Stored data:

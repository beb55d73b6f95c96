//! Error types for the adjgraph library.

use thiserror::Error;

/// All errors that can occur in the adjgraph library.
#[derive(Error, Debug)]
pub enum GraphError {
    /// A query or traversal referenced a vertex that is not in the graph.
    #[error("Vertex {0} not found in the graph")]
    VertexNotFound(String),

    /// IO error.
    #[error("IO error: {0}")]
    Io(#[from] std::io::Error),

    /// Malformed edge-list input.
    #[error("Parse error on line {line}: {message}")]
    Parse { line: usize, message: String },

    /// A vertex label that cannot be written as a single edge-list token.
    #[error("Vertex label {label:?} cannot be written: {reason}")]
    InvalidLabel { label: String, reason: &'static str },

    /// JSON encoding or decoding error.
    #[error("JSON error: {0}")]
    Json(#[from] serde_json::Error),
}

impl GraphError {
    /// Build a `VertexNotFound` naming the given vertex.
    pub fn vertex_not_found<V: std::fmt::Debug>(vertex: &V) -> Self {
        GraphError::VertexNotFound(format!("{:?}", vertex))
    }
}

/// Convenience result type for adjgraph operations.
pub type GraphResult<T> = Result<T, GraphError>;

• **Exercise objective**:
Return, line for line and unchanged, the data from its first line through the line containing "Malformed edge-list input.".

• **Result of this exercise**:
repository beb55d73b6f95c96
//! Error types for the adjgraph library.

use thiserror::Error;

/// All errors that can occur in the adjgraph library.
#[derive(Error, Debug)]
pub enum GraphError {
    /// A query or traversal referenced a vertex that is not in the graph.
    #[error("Vertex {0} not found in the graph")]
    VertexNotFound(String),

    /// IO error.
    #[error("IO error: {0}")]
    Io(#[from] std::io::Error),

    /// Malformed edge-list input.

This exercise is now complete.